Une naissance mérite plus qu’une annonce
le faire-part pensé pour raconter une famille
Ça peut paraître logique dit comme ça, mais une naissance n’est jamais un simple événement : c’est un basculement. Une famille qui se redessine. Un quotidien qui change de rythme. Une maison qui s’habite autrement.
Et pourtant, on demande souvent au faire-part de naissance de résumer tout cela en quelques lignes : un prénom, une date, et accessoirement un poids et une taille.
C’est dommage, non ?
Le faire-part est la première trace d’une nouvelle histoire. Bien plus qu’annoncer l’arrivée d’un enfant, il raconte aussi quelque chose de la famille qui l’accueille : ses valeurs, ses liens et surtout sa manière d’habiter le monde. Bref, son identité en tant que tribu.
Ça peut passer par un prénom écrit à la main, une illustration un peu sauvage, le dessin d’un foyer, un animal ou encore un symbole. Rien de spectaculaire mais pourtant tout est là. C’est une façon personnelle de déclarer à ses proches, sa famille et ses ami·es : voilà ce qui est en train de naître, au-delà même de l’enfant.
Dessiner un monde plutôt que le raconter
Raconter une histoire ne passe pas toujours par les mots, parfois l’image suffit pour dire tout ce qui se joue. En évoquant un univers plutôt qu’en expliquant un fait, l’illustration ouvre une nouvelle dimension de lecture : elle laisse de la place à l’interprétation, à l’imaginaire mais surtout à l’émotion.
C’est pour cette raison que j’aime particulièrement dessiner des maisons ou des animaux pour les faire-part de naissance. Non pas pour illustrer un décor commun, mais pour dessiner un monde propre à chacun. Dessiner une maison, ce n’est pas représenter un lieu précis, c’est dessiner un refuge. Un endroit où une histoire commence — ou se poursuit autrement.

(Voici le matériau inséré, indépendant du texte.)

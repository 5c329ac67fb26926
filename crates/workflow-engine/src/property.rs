//! # Properties and Configuration
//!
//! Handlers declare their settings as typed, named properties. A
//! `Configuration` is the ordered set of those properties.
//!
//! ## Invariants
//!
//! - Property names are unique within a configuration.
//! - `set_property` rejects unknown names and values whose type does not
//!   match the declared kind (an integer is accepted for a float property).
//! - `validate` fails while any required property is unset.
//!
//! `Configuration` is a shared handle: clones see the same properties, so a
//! caller can keep the handle returned by `Handler::configuration` and set
//! values after the handler has been moved into a processor.

use parking_lot::RwLock;
use serde::{Deserialize, Serialize};
use std::collections::HashMap;
use std::fmt;
use std::sync::Arc;
use thiserror::Error;

/// Errors from configuration operations.
#[derive(Debug, Error, Clone, PartialEq)]
pub enum PropertyError {
    #[error("No such property: {0}")]
    NoSuchProperty(String),

    #[error("Wrong property type for {name}: expected {expected}, found {found}")]
    WrongPropertyType {
        name: String,
        expected: PropertyKind,
        found: PropertyKind,
    },

    #[error("Property {0} is already declared")]
    DuplicateProperty(String),

    #[error("Missing required properties: {}", .0.join(", "))]
    MissingRequired(Vec<String>),

    #[error("Invalid value for {name}: {reason}")]
    InvalidValue { name: String, reason: String },
}

/// Declared type of a property.
#[derive(Debug, Clone, Copy, PartialEq, Eq, Hash, Serialize, Deserialize)]
#[serde(rename_all = "snake_case")]
pub enum PropertyKind {
    Bool,
    Int,
    Float,
    String,
    StringMap,
    StringList,
}

impl fmt::Display for PropertyKind {
    fn fmt(&self, f: &mut fmt::Formatter<'_>) -> fmt::Result {
        let name = match self {
            Self::Bool => "bool",
            Self::Int => "int",
            Self::Float => "float",
            Self::String => "string",
            Self::StringMap => "map[string]string",
            Self::StringList => "[]string",
        };
        f.write_str(name)
    }
}

/// A property value.
#[derive(Debug, Clone, PartialEq, Serialize, Deserialize)]
#[serde(untagged)]
pub enum PropertyValue {
    Bool(bool),
    Int(i64),
    Float(f64),
    String(String),
    StringMap(HashMap<String, String>),
    StringList(Vec<String>),
}

impl PropertyValue {
    /// The kind this value belongs to.
    #[must_use]
    pub fn kind(&self) -> PropertyKind {
        match self {
            Self::Bool(_) => PropertyKind::Bool,
            Self::Int(_) => PropertyKind::Int,
            Self::Float(_) => PropertyKind::Float,
            Self::String(_) => PropertyKind::String,
            Self::StringMap(_) => PropertyKind::StringMap,
            Self::StringList(_) => PropertyKind::StringList,
        }
    }

    /// Coerce into `kind`, or `None` if the types are incompatible.
    fn coerce(self, kind: PropertyKind) -> Option<Self> {
        match (self, kind) {
            (v, k) if v.kind() == k => Some(v),
            (Self::Int(i), PropertyKind::Float) => Some(Self::Float(i as f64)),
            _ => None,
        }
    }

    /// Convert a JSON value into a property of `kind`.
    fn from_json(value: &serde_json::Value, kind: PropertyKind) -> Option<Self> {
        use serde_json::Value;
        match (value, kind) {
            (Value::Bool(b), PropertyKind::Bool) => Some(Self::Bool(*b)),
            (Value::Number(n), PropertyKind::Int) => n.as_i64().map(Self::Int),
            (Value::Number(n), PropertyKind::Float) => n.as_f64().map(Self::Float),
            (Value::String(s), PropertyKind::String) => Some(Self::String(s.clone())),
            (Value::Object(map), PropertyKind::StringMap) => map
                .iter()
                .map(|(k, v)| v.as_str().map(|s| (k.clone(), s.to_string())))
                .collect::<Option<HashMap<_, _>>>()
                .map(Self::StringMap),
            (Value::Array(items), PropertyKind::StringList) => items
                .iter()
                .map(|v| v.as_str().map(str::to_string))
                .collect::<Option<Vec<_>>>()
                .map(Self::StringList),
            _ => None,
        }
    }

    fn json_kind(value: &serde_json::Value) -> PropertyKind {
        use serde_json::Value;
        match value {
            Value::Bool(_) => PropertyKind::Bool,
            Value::Number(n) if n.is_i64() => PropertyKind::Int,
            Value::Number(_) => PropertyKind::Float,
            Value::Object(_) => PropertyKind::StringMap,
            Value::Array(_) => PropertyKind::StringList,
            Value::String(_) | Value::Null => PropertyKind::String,
        }
    }
}

impl From<bool> for PropertyValue {
    fn from(v: bool) -> Self {
        Self::Bool(v)
    }
}

impl From<i64> for PropertyValue {
    fn from(v: i64) -> Self {
        Self::Int(v)
    }
}

impl From<i32> for PropertyValue {
    fn from(v: i32) -> Self {
        Self::Int(i64::from(v))
    }
}

impl From<u32> for PropertyValue {
    fn from(v: u32) -> Self {
        Self::Int(i64::from(v))
    }
}

impl From<f64> for PropertyValue {
    fn from(v: f64) -> Self {
        Self::Float(v)
    }
}

impl From<&str> for PropertyValue {
    fn from(v: &str) -> Self {
        Self::String(v.to_string())
    }
}

impl From<String> for PropertyValue {
    fn from(v: String) -> Self {
        Self::String(v)
    }
}

impl From<HashMap<String, String>> for PropertyValue {
    fn from(v: HashMap<String, String>) -> Self {
        Self::StringMap(v)
    }
}

impl From<Vec<String>> for PropertyValue {
    fn from(v: Vec<String>) -> Self {
        Self::StringList(v)
    }
}

/// A named, typed setting.
#[derive(Debug, Clone, PartialEq, Serialize)]
pub struct Property {
    pub name: String,
    pub description: String,
    pub kind: PropertyKind,
    pub required: bool,
    pub value: Option<PropertyValue>,
}

/// Shared, ordered set of properties.
#[derive(Clone, Default)]
pub struct Configuration {
    properties: Arc<RwLock<Vec<Property>>>,
}

impl Configuration {
    /// Create an empty configuration.
    #[must_use]
    pub fn new() -> Self {
        Self::default()
    }

    /// Declare an unset property.
    pub fn add_property(
        &self,
        name: &str,
        description: &str,
        kind: PropertyKind,
        required: bool,
    ) -> Result<(), PropertyError> {
        let mut properties = self.properties.write();
        if properties.iter().any(|p| p.name == name) {
            return Err(PropertyError::DuplicateProperty(name.to_string()));
        }
        properties.push(Property {
            name: name.to_string(),
            description: description.to_string(),
            kind,
            required,
            value: None,
        });
        Ok(())
    }

    /// Declare a property with a default value; its kind is the value's kind.
    pub fn add_property_with_default(
        &self,
        name: &str,
        description: &str,
        value: impl Into<PropertyValue>,
        required: bool,
    ) -> Result<(), PropertyError> {
        let value = value.into();
        self.add_property(name, description, value.kind(), required)?;
        self.set_property(name, value)
    }

    /// Set a declared property.
    pub fn set_property(
        &self,
        name: &str,
        value: impl Into<PropertyValue>,
    ) -> Result<(), PropertyError> {
        let value = value.into();
        let mut properties = self.properties.write();
        let property = properties
            .iter_mut()
            .find(|p| p.name == name)
            .ok_or_else(|| PropertyError::NoSuchProperty(name.to_string()))?;

        let found = value.kind();
        let value = value
            .coerce(property.kind)
            .ok_or_else(|| PropertyError::WrongPropertyType {
                name: name.to_string(),
                expected: property.kind,
                found,
            })?;
        property.value = Some(value);
        Ok(())
    }

    /// Set several properties from a JSON object, with the same checks as
    /// `set_property`. Stops at the first error.
    pub fn apply_json(&self, values: &serde_json::Value) -> Result<(), PropertyError> {
        let object = values.as_object().ok_or_else(|| PropertyError::InvalidValue {
            name: "<configuration>".to_string(),
            reason: "expected a JSON object".to_string(),
        })?;

        for (name, raw) in object {
            let kind = self
                .kind_of(name)
                .ok_or_else(|| PropertyError::NoSuchProperty(name.clone()))?;
            let value = PropertyValue::from_json(raw, kind).ok_or_else(|| {
                PropertyError::WrongPropertyType {
                    name: name.clone(),
                    expected: kind,
                    found: PropertyValue::json_kind(raw),
                }
            })?;
            self.set_property(name, value)?;
        }
        Ok(())
    }

    /// Check that every required property has a value.
    pub fn validate(&self) -> Result<(), PropertyError> {
        let missing: Vec<String> = self
            .properties
            .read()
            .iter()
            .filter(|p| p.required && p.value.is_none())
            .map(|p| p.name.clone())
            .collect();

        if missing.is_empty() {
            Ok(())
        } else {
            Err(PropertyError::MissingRequired(missing))
        }
    }

    /// Copy of a property.
    #[must_use]
    pub fn property(&self, name: &str) -> Option<Property> {
        self.properties.read().iter().find(|p| p.name == name).cloned()
    }

    /// Current value of a property.
    #[must_use]
    pub fn get(&self, name: &str) -> Option<PropertyValue> {
        self.properties
            .read()
            .iter()
            .find(|p| p.name == name)
            .and_then(|p| p.value.clone())
    }

    fn kind_of(&self, name: &str) -> Option<PropertyKind> {
        self.properties
            .read()
            .iter()
            .find(|p| p.name == name)
            .map(|p| p.kind)
    }

    pub fn get_bool(&self, name: &str) -> Option<bool> {
        match self.get(name)? {
            PropertyValue::Bool(v) => Some(v),
            _ => None,
        }
    }

    pub fn get_int(&self, name: &str) -> Option<i64> {
        match self.get(name)? {
            PropertyValue::Int(v) => Some(v),
            _ => None,
        }
    }

    pub fn get_float(&self, name: &str) -> Option<f64> {
        match self.get(name)? {
            PropertyValue::Float(v) => Some(v),
            _ => None,
        }
    }

    pub fn get_string(&self, name: &str) -> Option<String> {
        match self.get(name)? {
            PropertyValue::String(v) => Some(v),
            _ => None,
        }
    }

    pub fn get_string_map(&self, name: &str) -> Option<HashMap<String, String>> {
        match self.get(name)? {
            PropertyValue::StringMap(v) => Some(v),
            _ => None,
        }
    }

    pub fn get_string_list(&self, name: &str) -> Option<Vec<String>> {
        match self.get(name)? {
            PropertyValue::StringList(v) => Some(v),
            _ => None,
        }
    }

    /// Property names in declaration order.
    #[must_use]
    pub fn names(&self) -> Vec<String> {
        self.properties.read().iter().map(|p| p.name.clone()).collect()
    }

    #[must_use]
    pub fn len(&self) -> usize {
        self.properties.read().len()
    }

    #[must_use]
    pub fn is_empty(&self) -> bool {
        self.properties.read().is_empty()
    }
}

impl fmt::Debug for Configuration {
    fn fmt(&self, f: &mut fmt::Formatter<'_>) -> fmt::Result {
        f.debug_list().entries(self.properties.read().iter()).finish()
    }
}

#[cfg(test)]
mod tests {
    use super::*;
    use serde_json::json;

    fn filter_config() -> Configuration {
        let cfg = Configuration::new();
        cfg.add_property("filters", "key to regex", PropertyKind::StringMap, true)
            .unwrap();
        cfg.add_property_with_default("strict", "all filters must match", false, false)
            .unwrap();
        cfg
    }

    #[test]
    fn test_missing_required() {
        let cfg = filter_config();
        assert_eq!(
            cfg.validate(),
            Err(PropertyError::MissingRequired(vec!["filters".to_string()]))
        );

        let filters = HashMap::from([("username".to_string(), "perbol".to_string())]);
        cfg.set_property("filters", filters).unwrap();
        assert!(cfg.validate().is_ok());
    }

    #[test]
    fn test_wrong_type() {
        let cfg = filter_config();
        assert_eq!(
            cfg.set_property("strict", 1),
            Err(PropertyError::WrongPropertyType {
                name: "strict".to_string(),
                expected: PropertyKind::Bool,
                found: PropertyKind::Int,
            })
        );
        assert_eq!(cfg.get_bool("strict"), Some(false));
    }

    #[test]
    fn test_no_such_property() {
        let cfg = filter_config();
        assert_eq!(
            cfg.set_property("ConfigThatDoesNotExist", true),
            Err(PropertyError::NoSuchProperty("ConfigThatDoesNotExist".to_string()))
        );
    }

    #[test]
    fn test_duplicate_property() {
        let cfg = filter_config();
        assert_eq!(
            cfg.add_property("strict", "", PropertyKind::Bool, false),
            Err(PropertyError::DuplicateProperty("strict".to_string()))
        );
    }

    #[test]
    fn test_int_coerced_to_float() {
        let cfg = Configuration::new();
        cfg.add_property("ratio", "", PropertyKind::Float, false).unwrap();
        cfg.set_property("ratio", 2).unwrap();
        assert_eq!(cfg.get_float("ratio"), Some(2.0));
    }

    #[test]
    fn test_clones_share_state() {
        let cfg = filter_config();
        let handle = cfg.clone();
        handle.set_property("strict", true).unwrap();
        assert_eq!(cfg.get_bool("strict"), Some(true));
    }

    #[test]
    fn test_apply_json() {
        let cfg = filter_config();
        cfg.apply_json(&json!({"filters": {"hello": "wor.*"}, "strict": true}))
            .unwrap();
        assert_eq!(cfg.get_string_map("filters").unwrap()["hello"], "wor.*");
        assert_eq!(cfg.get_bool("strict"), Some(true));

        assert!(matches!(
            cfg.apply_json(&json!({"strict": "yes"})),
            Err(PropertyError::WrongPropertyType { .. })
        ));
        assert!(matches!(
            cfg.apply_json(&json!({"unknown": 1})),
            Err(PropertyError::NoSuchProperty(_))
        ));
        assert!(matches!(
            cfg.apply_json(&json!([1, 2])),
            Err(PropertyError::InvalidValue { .. })
        ));
    }

    #[test]
    fn test_declaration_order() {
        let cfg = filter_config();
        assert_eq!(cfg.names(), vec!["filters", "strict"]);
        assert_eq!(cfg.len(), 2);
        assert!(cfg.property("filters").unwrap().required);
    }
}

Un faire-part pensé comme un compagnon de vie
Contrairement à beaucoup de supports éphémères, le faire-part de naissance illustré est souvent pensé pour durer. Pour laisser une trace et faire partie de l’héritage émotionnel d’une famille.
Qu’il soit rangé dans une boîte, un tiroir, un album, ou affiché sur un mur, le résultat est le même : il devient un fragment de mémoire. Un objet que l’on retrouve des années plus tard, non pas comme un souvenir figé, mais comme un compagnon silencieux, témoin d’un moment fondateur de plusieurs vies.
Et c’est là que le papier, la matière, le grain, l’impression entrent en jeu ! Car chaque élément participe pleinement à cette dimension émotionnelle. Ce sont ces détails qui vont transformer un simple support en un objet-souvenir.
Avec le temps, le faire-part devient un objet à part entière, chargé justement d’émotion et de souvenirs. C’est une manière de transmettre et de dire : voilà comment ton histoire — notre histoire — a commencé.
Affirmer une identité
De la même manière que pour un mariage, j’ai tendance à travailler le faire-part de naissance comme un objet qui vient affirmer visuellement l’identité d’une famille - pas comme une marque figée, mais comme un langage vivant.
Une identité visuelle qui accompagne la vie, évolue avec elle et laisse derrière elle des morceaux de poésie familiale. Un fil sensible qui peut devenir le point de départ d’une collection intime, construite au fil des événements et des années.
Bien sûr, tous les faire-part de naissance n’ont pas vocation à raconter une histoire. Parfois, il est plus juste — ou simplement plus simple — de rester sobre, pour des raisons de temps, de budget ou de contexte. Mais pour celles et ceux qui ressentent le besoin de donner du sens, pour les familles qui voient la naissance comme un passage et une transformation, le faire-part illustré devient alors bien plus qu’une annonce.
Il devient un récit inaugural, un premier geste. Le point de départ d’une histoire qui continuera à s’écrire dans le temps.